Goldilocks
New member
Hi! I'm looking forward to a big change in 2016! I'm ready to take care of myself and get my weight under control. I've been overweight my whole life, but have been active in marching band, softball, and some biking off and on. I'm planning to buy a bike as soon as it warms up and get back into that because I love it and I can go at my own pace. I played softball last year after a 10 year break and loved it but I'm one of the worst players because I'm so out of shape and it's embarrassing. I'm going to take this year off from softball and focus on taking care of myself and hopefully join again next year when I'm in better shape and can contribute more to the team.
I've been happily married for 3 1/2 years. My husband is overweight, but not nearly as much as me. I'm 5'3'' and I can't remember ever being under 190 lbs, although I'm sure I was as a kid. Up until I met my husband, I had been 220 almost my entire adult life and thought I had reached my plateau. Before my wedding, I lost 30 pounds and maintained it for a little while. However, not long after, I started gaining weight. One reason, I believe, is that I'm a teacher and I changed my style of teaching, which actually means I sit down almost the entire day instead of stand up like I used to. I didn't realize it at the time, but I was burning a lot of calories by standing up all day. For the past year and 1/2, I've gone back up to 220 and then I kept going. I'm now 276 freaking pounds!

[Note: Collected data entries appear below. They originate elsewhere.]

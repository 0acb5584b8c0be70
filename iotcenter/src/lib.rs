//! 통합 IoT 센터
//!
//! 디바이스 게이트웨이(`gatewayserver`)와 대시보드 실시간 서버(`realtimeserver`)를
//! 이벤트 브리지로 연결해 하나의 프로세스로 실행합니다.

pub mod unified_server;

#[cfg(test)]
mod tests;

pub use unified_server::{build_device_store, IotCenter, IotCenterAddrs, IotCenterConfig};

Obesity runs in my family. My sister was up to 352 pounds and had gastric bypass. She's now under 200 pounds! However, that is her journey and not mine. I do not want to have the surgery and deal with that - I know it's not the "easy way out" and it's very difficult to go through. I'd rather focus on WHY I'm eating the way I do and learn how to have victory over it. I've recently discovered that I have BED - Binge Eating Disorder. I've been dealing with this since at least High School, but nobody understood it as an eating disorder back then (late 90s). My parents are part of the reason I developed this disorder - emotional, verbal, and physical abuse mostly from my dad and then my mom enabling him - but I've made amends and forgiven them so I can move on with my healing and recovery.
I've already decided to go back to a style of teaching that allows me to stand up most of the time, starting as soon as the break is over. I know this will definitely help boost my metabolism, but I'm worried about sore feet and knees, especially since I've gained so much weight. However, I'm determined to push myself and finally focus on my own needs. I'm also going to track what I'm eating and follow common sense - less junk, more healthy, natural whole foods.
I could write a book, so I should stop there for now. Looking forward to reading others' stories and sharing my own!
I've been happily married for 3 1/2 years. My husband is overweight, but not nearly as much as me. I'm 5'3'' and I can't remember ever being under 190 lbs, although I'm sure I was as a kid. Up until I met my husband, I had been 220 almost my entire adult life and thought I had reached my plateau. Before my wedding, I lost 30 pounds and maintained it for a little while. However, not long after, I started gaining weight. One reason, I believe, is that I'm a teacher and I changed my style of teaching, which actually means I sit down almost the entire day instead of stand up like I used to. I didn't realize it at the time, but I was burning a lot of calories by standing up all day. For the past year and 1/2, I've gone back up to 220 and then I kept going. I'm now 276 freaking pounds!
Obesity runs in my family. My sister was up to 352 pounds and had gastric bypass. She's now under 200 pounds! However, that is her journey and not mine. I do not want to have the surgery and deal with that - I know it's not the "easy way out" and it's very difficult to go through. I'd rather focus on WHY I'm eating the way I do and learn how to have victory over it. I've recently discovered that I have BED - Binge Eating Disorder. I've been dealing with this since at least High School, but nobody understood it as an eating disorder back then (late 90s). My parents are part of the reason I developed this disorder - emotional, verbal, and physical abuse mostly from my dad and then my mom enabling him - but I've made amends and forgiven them so I can move on with my healing and recovery.
I've already decided to go back to a style of teaching that allows me to stand up most of the time, starting as soon as the break is over. I know this will definitely help boost my metabolism, but I'm worried about sore feet and knees, especially since I've gained so much weight. However, I'm determined to push myself and finally focus on my own needs. I'm also going to track what I'm eating and follow common sense - less junk, more healthy, natural whole foods.
I could write a book, so I should stop there for now. Looking forward to reading others' stories and sharing my own!